Directions
Here is the task for the records below: repeat exactly the lines from the one with "(absent) timeout policy." to the one with "sink: &mut WsSink)", both included, and nothing else.

BEGIN

//! WebSocket connection management.
//!
//! One [`AgentConnection`] owns one socket for the lifetime of a chat
//! session. Opening spawns a session task that performs the handshake and
//! then drives all I/O from a single select loop; every inbound socket event
//! is routed through one dispatch function. Connection loss is terminal:
//! there is no reconnect, and a closed session only ever reports
//! [`ConnectionState::Closed`].

use std::time::Duration;

use futures::stream::SplitSink;
use futures::{SinkExt, StreamExt};
use log::{debug, info, warn};
use serde::{Deserialize, Serialize};
use tokio::net::TcpStream;
use tokio::sync::{mpsc, watch};
use tokio::task::JoinHandle;
use tokio_tungstenite::tungstenite::Message as WsMessage;
use tokio_tungstenite::tungstenite::client::IntoClientRequest;
use tokio_tungstenite::tungstenite::handshake::client::Request;
use tokio_tungstenite::{MaybeTlsStream, WebSocketStream, connect_async};

use parley_protocol::AgentFrame;

use crate::config::ClientConfig;
use crate::error::{ClientError, ClientResult};
use crate::transcript::{Message, Transcript};

/// Content of the entry synthesized when sending while not connected.
/// Attributed to the agent for display purposes; it never crossed the wire.
pub const NOT_CONNECTED_NOTICE: &str = "Error: Not connected to the server.";

type WsSink = SplitSink<WebSocketStream<MaybeTlsStream<TcpStream>>, WsMessage>;

/// Lifecycle of the single socket a session owns.
///
/// Closed is terminal. A session that loses its connection stays closed; the
/// operator starts a new session to talk to the agent again.
#[derive(Debug, Clone, Copy, PartialEq, Eq, Serialize, Deserialize)]
#[serde(rename_all = "lowercase")]
pub enum ConnectionState {
    Connecting,
    Open,
    Closed,
}

impl std::fmt::Display for ConnectionState {
    fn fmt(&self, f: &mut std::fmt::Formatter<'_>) -> std::fmt::Result {
        match self {
            Self::Connecting => write!(f, "connecting"),
            Self::Open => write!(f, "open"),
            Self::Closed => write!(f, "closed"),
        }
    }
}

/// Commands queued from the handle to the session task.
enum Outbound {
    Text(String),
    Shutdown,
}

/// Apply a state change if it is a legal transition, ignore it otherwise.
/// Legal: Connecting -> Open, Connecting -> Closed, Open -> Closed.
fn transition(state: &watch::Sender<ConnectionState>, next: ConnectionState) {
    state.send_if_modified(|current| {
        let allowed = matches!(
            (*current, next),
            (ConnectionState::Connecting, ConnectionState::Open)
                | (ConnectionState::Connecting, ConnectionState::Closed)
                | (ConnectionState::Open, ConnectionState::Closed)
        );
        if allowed {
            debug!("connection state: {current} -> {next}");
            *current = next;
        }
        allowed
    });
}

/// Handle to one chat session's socket.
///
/// Constructed only through [`open`](AgentConnection::open), so a handle can
/// never own more than one connection. Dropping the handle aborts the
/// session task and releases the socket on every exit path, including
/// teardown racing an in-flight handshake.
pub struct AgentConnection {
    transcript: Transcript,
    state_tx: watch::Sender<ConnectionState>,
    state_rx: watch::Receiver<ConnectionState>,
    outbound_tx: mpsc::Sender<Outbound>,
    session: JoinHandle<()>,
}

impl AgentConnection {
    /// Start a session against the configured endpoint.
    ///
    /// Validates that the endpoint is a well-formed WebSocket URL, then
    /// returns immediately with the state at [`ConnectionState::Connecting`];
    /// the spawned session task moves it to Open or Closed as the handshake
    /// resolves. Must be called from within a tokio runtime.
    pub fn open(config: &ClientConfig) -> ClientResult<Self> {
        let request = config
            .agent_url
            .as_str()
            .into_client_request()
            .map_err(|err| ClientError::InvalidEndpoint {
                url: config.agent_url.clone(),
                message: err.to_string(),
            })?;

        let transcript = Transcript::new(config.connection.event_buffer);
        let (state_tx, state_rx) = watch::channel(ConnectionState::Connecting);
        let (outbound_tx, outbound_rx) = mpsc::channel(config.connection.outbound_buffer);

        let connect_timeout = config.connection.connect_timeout_secs.map(Duration::from_secs);

        info!("connecting to agent at {}", config.agent_url);
        let session = tokio::spawn(run_session(
            request,
            connect_timeout,
            transcript.clone(),
            state_tx.clone(),
            outbound_rx,
        ));

        Ok(Self {
            transcript,
            state_tx,
            state_rx,
            outbound_tx,
            session,
        })
    }

    /// Current connection state.
    pub fn state(&self) -> ConnectionState {
        *self.state_rx.borrow()
    }

    /// Watch connection-state changes (the status indicator's feed).
    pub fn watch_state(&self) -> watch::Receiver<ConnectionState> {
        self.state_rx.clone()
    }

    /// The session's conversation record.
    pub fn transcript(&self) -> &Transcript {
        &self.transcript
    }

    /// Send one line of operator input.
    ///
    /// While the connection is open this appends a user entry to the
    /// transcript and transmits the text verbatim as a single frame. In any
    /// other state nothing is transmitted; a synthetic agent-attributed
    /// error entry is appended instead. Never fails.
    pub async fn send(&self, text: impl Into<String>) {
        let text = text.into();

        if self.state() != ConnectionState::Open {
            self.transcript
                .push(Message::agent_status(NOT_CONNECTED_NOTICE))
                .await;
            return;
        }

        self.transcript.push(Message::user_status(text.clone())).await;

        if self.outbound_tx.send(Outbound::Text(text)).await.is_err() {
            // The session ended between the state check and the queue
            // write; the state watch already reflects Closed.
            warn!("dropped outbound frame: session is gone");
        }
    }

    /// Request graceful teardown: close frame, then socket release.
    ///
    /// Safe to call any number of times and in any state; once the session
    /// is gone this is a no-op.
    pub async fn close(&self) {
        let _ = self.outbound_tx.send(Outbound::Shutdown).await;
    }
}

impl Drop for AgentConnection {
    fn drop(&mut self) {
        self.session.abort();
        transition(&self.state_tx, ConnectionState::Closed);
    }
}

/// Drive one socket from handshake to teardown.
async fn run_session(
    request: Request,
    connect_timeout: Option<Duration>,
    transcript: Transcript,
    state: watch::Sender<ConnectionState>,
    mut outbound_rx: mpsc::Receiver<Outbound>,
) {
    let connect = connect_async(request);
    tokio::pin!(connect);

    let socket = tokio::select! {
        result = &mut connect => match result {
            Ok((socket, _response)) => socket,
            Err(err) => {
                warn!("websocket handshake failed: {err}");
                transition(&state, ConnectionState::Closed);
                return;
            }
        },
        _ = handshake_deadline(connect_timeout) => {
            warn!("websocket handshake timed out");
            transition(&state, ConnectionState::Closed);
            return;
        }
        _ = outbound_rx.recv() => {
            // Teardown requested while the handshake was still in flight;
            // dropping the pending connect releases the socket.
            debug!("session shut down during handshake");
            transition(&state, ConnectionState::Closed);
            return;
        }
    };

    transition(&state, ConnectionState::Open);
    info!("connected to agent");

    let (mut sink, mut source) = socket.split();

    loop {
        tokio::select! {
            command = outbound_rx.recv() => match command {
                Some(Outbound::Text(text)) => {
                    if let Err(err) = sink.send(WsMessage::text(text)).await {
                        warn!("failed to transmit frame: {err}");
                        break;
                    }
                }
                Some(Outbound::Shutdown) | None => {
                    let _ = sink.send(WsMessage::Close(None)).await;
                    break;
                }
            },
            event = source.next() => match event {
                Some(Ok(frame)) => {
                    if !dispatch_frame(frame, &transcript, &mut sink).await {
                        break;
                    }
                }
                Some(Err(err)) => {
                    warn!("websocket error: {err}");
                    break;
                }
                None => {
                    debug!("websocket stream ended");
                    break;
                }
            },
        }
    }

    transition(&state, ConnectionState::Closed);
    info!("disconnected from agent");
}

/// With no configured deadline the handshake may pend forever, matching the
/// wire protocol's own (absent) timeout policy.
async fn handshake_deadline(timeout: Option<Duration>) {
    match timeout {
        Some(timeout) => tokio::time::sleep(timeout).await,
        None => std::future::pending::<()>().await,
    }
}

/// Apply one inbound socket event. Returns false when the session must end.
async fn dispatch_frame(frame: WsMessage, transcript: &Transcript, sink: &mut WsSink) -> bool {
    match frame {
        WsMessage::Text(text) => {
            match AgentFrame::parse(text.as_str()) {
                Ok(frame) => transcript.push(Message::from_frame(frame)).await,
                // No recovery value can be synthesized from a frame that
                // does not decode; drop it and keep the session alive.
                Err(err) => warn!("dropping inbound frame: {err}"),
            }
            true
        }
        WsMessage::Binary(_) => {
            debug!("ignoring unexpected binary frame");
            true
        }
        WsMessage::Ping(payload) => {
            if let Err(err) = sink.send(WsMessage::Pong(payload)).await {
                warn!("failed to answer ping: {err}");
                return false;
            }
            true
        }
        WsMessage::Pong(_) => true,
        WsMessage::Close(_) => {
            debug!("agent closed the connection");
            false
        }
        WsMessage::Frame(_) => true,
    }
}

END

Result of the task
/// wire protocol's own (absent) timeout policy.
async fn handshake_deadline(timeout: Option<Duration>) {
    match timeout {
        Some(timeout) => tokio::time::sleep(timeout).await,
        None => std::future::pending::<()>().await,
    }
}

/// Apply one inbound socket event. Returns false when the session must end.
async fn dispatch_frame(frame: WsMessage, transcript: &Transcript, sink: &mut WsSink) -> bool {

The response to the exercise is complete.